The $6.7 billion cost of complying with Kyoto compares with an estimated C$75.9 billion ($74.8 billion) in combined budget deficits projected through the fiscal year ending March 2015. By rejecting the accord, Prime Minister Stephen Harper is putting the country’s economy at risk, Elizabeth May, leader of Canada’s Green Party, said in an interview.

“We’re condemning ourselves to rising costs from extreme weather events as well as opportunity costs like the failure to have a renewable-energy industry,” she said. “The world would be grateful for Canada to be constructive instead of the government consistently repudiating Kyoto.”

Durban Talks

Canadian delegates, including Kent, are in Durban, South Africa for United Nations climate talks.

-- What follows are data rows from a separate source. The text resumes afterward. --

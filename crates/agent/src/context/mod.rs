//! Session context builder.
//!
//! Turns a raw [`SessionRequest`] into the message list sent to the backend:
//!
//! | Rule | Effect |
//! |------|--------|
//! | Blank history entries | dropped |
//! | Entry with the same role as the previous kept entry | dropped |
//! | Leading assistant entries | dropped |
//! | Trailing user entry, when a current turn exists | dropped |
//! | Trailing assistant entries, when there is no current turn | dropped |
//! | Attachments | placed before the text in the current turn |
//! | Over-long text | truncated at a paragraph boundary with a notice |
//!
//! An empty result is an input error and no backend call is made.

pub mod truncate;

use base64::Engine;
use fundwise_core::error::SessionError;
use fundwise_core::message::{
    Attachment, AttachmentKind, ContentBlock, Message, Role, SessionRequest,
};

pub use truncate::truncate_text;

#[derive(Debug, Clone)]
pub struct ContextBuilder {
    max_text_chars: usize,
}

impl ContextBuilder {
    pub fn new(max_text_chars: usize) -> Self {
        Self { max_text_chars }
    }

    pub fn build(&self, request: &SessionRequest) -> Result<Vec<Message>, SessionError> {
        let mut messages: Vec<Message> = Vec::with_capacity(request.history.len() + 1);

        for turn in &request.history {
            if turn.text.trim().is_empty() {
                continue;
            }
            if messages.last().is_some_and(|m| m.role == turn.role) {
                continue;
            }
            if messages.is_empty() && turn.role == Role::Assistant {
                continue;
            }
            messages.push(Message::with_blocks(
                turn.role,
                vec![ContentBlock::text(truncate_text(&turn.text, self.max_text_chars))],
            ));
        }

        let current = self.current_turn(request)?;
        match current {
            Some(turn) => {
                if messages.last().is_some_and(|m| m.role == Role::User) {
                    messages.pop();
                }
                messages.push(turn);
            }
            None => {
                while messages.last().is_some_and(|m| m.role == Role::Assistant) {
                    messages.pop();
                }
            }
        }

        if messages.is_empty() {
            return Err(SessionError::Input(
                "message is empty and history has no user turn".into(),
            ));
        }

        Ok(messages)
    }

    /// The current user turn, attachments first.
    fn current_turn(&self, request: &SessionRequest) -> Result<Option<Message>, SessionError> {
        let mut blocks = request
            .attachments
            .iter()
            .map(attachment_block)
            .collect::<Result<Vec<_>, _>>()?;

        if !request.message.trim().is_empty() {
            blocks.push(ContentBlock::text(truncate_text(
                &request.message,
                self.max_text_chars,
            )));
        }

        if blocks.is_empty() {
            return Ok(None);
        }
        Ok(Some(Message::with_blocks(Role::User, blocks)))
    }
}

/// Validate an attachment and turn it into a content block.
///
/// Accepts bare base64 or a `data:<type>;base64,` URL.
fn attachment_block(attachment: &Attachment) -> Result<ContentBlock, SessionError> {
    let media_type = attachment.media_type.trim().to_ascii_lowercase();
    if AttachmentKind::from_media_type(&media_type).is_none() {
        return Err(SessionError::Input(format!(
            "unsupported attachment type '{}'",
            attachment.media_type
        )));
    }

    let data = match attachment.data.split_once(";base64,") {
        Some((prefix, rest)) if prefix.starts_with("data:") => rest,
        _ => attachment.data.as_str(),
    };
    let data: String = data.chars().filter(|c| !c.is_ascii_whitespace()).collect();

    if data.is_empty() {
        return Err(SessionError::Input(format!("attachment of type {media_type} is empty")));
    }
    base64::engine::general_purpose::STANDARD
        .decode(&data)
        .map_err(|e| SessionError::Input(format!("attachment is not valid base64: {e}")))?;

    let media_type = if media_type == "image/jpg" {
        "image/jpeg".to_string()
    } else {
        media_type
    };
    Ok(ContentBlock::Attachment { media_type, data })
}

#[cfg(test)]
mod tests {
    use super::*;
    use fundwise_core::message::{HistoryTurn, is_well_formed};

    fn turn(role: Role, text: &str) -> HistoryTurn {
        HistoryTurn {
            role,
            text: text.into(),
        }
    }

    fn roles(messages: &[Message]) -> Vec<Role> {
        messages.iter().map(|m| m.role).collect()
    }

    fn builder() -> ContextBuilder {
        ContextBuilder::new(24_000)
    }

    #[test]
    fn empty_history_single_message() {
        let messages = builder().build(&SessionRequest::new("Hej")).unwrap();
        assert_eq!(messages.len(), 1);
        assert_eq!(messages[0].text(), "Hej");
        assert!(is_well_formed(&messages));
    }

    #[test]
    fn blank_and_repeated_roles_are_dropped() {
        let request = SessionRequest {
            message: "And the fees?".into(),
            history: vec![
                turn(Role::Assistant, "Welcome!"),
                turn(Role::User, "What is SE0000108656?"),
                turn(Role::User, "Hello?"),
                turn(Role::Assistant, "   "),
                turn(Role::Assistant, "It is Ericsson B."),
                turn(Role::Assistant, "Anything else?"),
            ],
            ..Default::default()
        };
        let messages = builder().build(&request).unwrap();
        assert_eq!(roles(&messages), vec![Role::User, Role::Assistant, Role::User]);
        assert_eq!(messages[0].text(), "What is SE0000108656?");
        assert_eq!(messages[1].text(), "It is Ericsson B.");
        assert_eq!(messages[2].text(), "And the fees?");
    }

    #[test]
    fn trailing_user_history_replaced_by_current_turn() {
        let request = SessionRequest {
            message: "second try".into(),
            history: vec![turn(Role::User, "first try")],
            ..Default::default()
        };
        let messages = builder().build(&request).unwrap();
        assert_eq!(messages.len(), 1);
        assert_eq!(messages[0].text(), "second try");
    }

    #[test]
    fn no_current_turn_trims_trailing_assistant() {
        let request = SessionRequest {
            message: "  ".into(),
            history: vec![turn(Role::User, "Hi"), turn(Role::Assistant, "Hello")],
            ..Default::default()
        };
        let messages = builder().build(&request).unwrap();
        assert_eq!(roles(&messages), vec![Role::User]);
    }

    #[test]
    fn empty_request_is_input_error() {
        let request = SessionRequest {
            history: vec![turn(Role::Assistant, "Hello")],
            ..Default::default()
        };
        assert!(matches!(
            builder().build(&request),
            Err(SessionError::Input(_))
        ));
    }

    #[test]
    fn attachments_precede_text() {
        let request = SessionRequest {
            message: "Summarize this".into(),
            attachments: vec![
                Attachment {
                    media_type: "application/pdf".into(),
                    data: "JVBERi0xLjQK".into(),
                },
                Attachment {
                    media_type: "image/jpg".into(),
                    data: "data:image/jpeg;base64,/9j/4AAQ".into(),
                },
            ],
            ..Default::default()
        };
        let messages = builder().build(&request).unwrap();
        let content = &messages[0].content;
        assert_eq!(content.len(), 3);
        assert!(matches!(&content[0], ContentBlock::Attachment { media_type, .. } if media_type == "application/pdf"));
        assert!(matches!(&content[1], ContentBlock::Attachment { media_type, data } if media_type == "image/jpeg" && data == "/9j/4AAQ"));
        assert_eq!(content[2].as_text(), Some("Summarize this"));
    }

    #[test]
    fn attachment_only_turn_is_valid() {
        let request = SessionRequest {
            attachments: vec![Attachment {
                media_type: "image/png".into(),
                data: "aGVq".into(),
            }],
            ..Default::default()
        };
        assert_eq!(builder().build(&request).unwrap().len(), 1);
    }

    #[test]
    fn unsupported_or_invalid_attachments_rejected() {
        let mut request = SessionRequest::new("x");
        request.attachments = vec![Attachment {
            media_type: "text/csv".into(),
            data: "YSxi".into(),
        }];
        assert!(matches!(builder().build(&request), Err(SessionError::Input(m)) if m.contains("text/csv")));

        request.attachments = vec![Attachment {
            media_type: "image/png".into(),
            data: "not base64!!".into(),
        }];
        assert!(matches!(builder().build(&request), Err(SessionError::Input(m)) if m.contains("base64")));
    }

    #[test]
    fn long_message_is_truncated() {
        let request = SessionRequest::new("x".repeat(1_000));
        let messages = ContextBuilder::new(300).build(&request).unwrap();
        let text = messages[0].text();
        assert!(text.contains("[Text truncated: showing 300 of 1000 characters]"));
    }

    #[test]
    fn built_lists_always_alternate() {
        let shapes: [&[(Role, &str)]; 4] = [
            &[(Role::User, "a"), (Role::User, "b"), (Role::User, "c")],
            &[(Role::Assistant, "a"), (Role::Assistant, "b")],
            &[(Role::User, "a"), (Role::Assistant, ""), (Role::Assistant, "b"), (Role::User, "")],
            &[(Role::User, "a"), (Role::Assistant, "b"), (Role::User, "c"), (Role::Assistant, "d")],
        ];
        for shape in shapes {
            for message in ["", "now"] {
                let request = SessionRequest {
                    message: message.into(),
                    history: shape.iter().map(|(r, t)| turn(*r, t)).collect(),
                    ..Default::default()
                };
                if let Ok(messages) = builder().build(&request) {
                    assert!(is_well_formed(&messages), "{shape:?} / {message:?}");
                }
            }
        }
    }
}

Negotiators are struggling to agree to a successor to Kyoto, which expires at the end of 2012 and is also opposed by Japan and Russia.

Negotiators from host South Africa urged Canada on Dec. 1 to reconsider its position about not entering another commitment period, highlighting the risks to the developing world with rising temperatures and sea levels.

“Our government believes that the previous Liberal government signing on to Kyoto was one of the biggest blunders they made,” Kent said Nov. 28. “Kyoto is the past, Copenhagen and Cancun are the future,” he said, referring to the 2009 Copenhagen Accord.

Canada will have likely emitted about 890 million tons of CO2 above its Kyoto target by the end of the first commitment period next year, based on annual emissions data compiled by Bloomberg. Carbon Emission Reduction credits, or CER, cost 5.62 euros ($7.55) a ton on Nov. 30, according to Bloomberg data.

No Policy

Unlike countries such as Germany, Canada has implemented no policy to reach its targets and will find it difficult to reach even the Copenhagen Accord goals, said Greenpeace’s Stewart.

Already 60 percent of the country’s electricity is generated by hydroelectric power plants, which emit fewer gases than coal or natural gas, while the government’s plan to become an energy superpower by exporting crude oil from Alberta’s oil sands means the country faces “steep” increases in emissions in the coming years, Stewart said.

Emissions of carbon from oil sands production has risen to about 6.5 percent of Canada’s total from about 1 percent in 1990, according to the Pembina Institute. That figure will likely double by 2020 as companies such as Exxon Mobil Corp., Suncor and Royal Dutch Shell Plc expand operations to refine bitumen with annual investments of C$20 billion.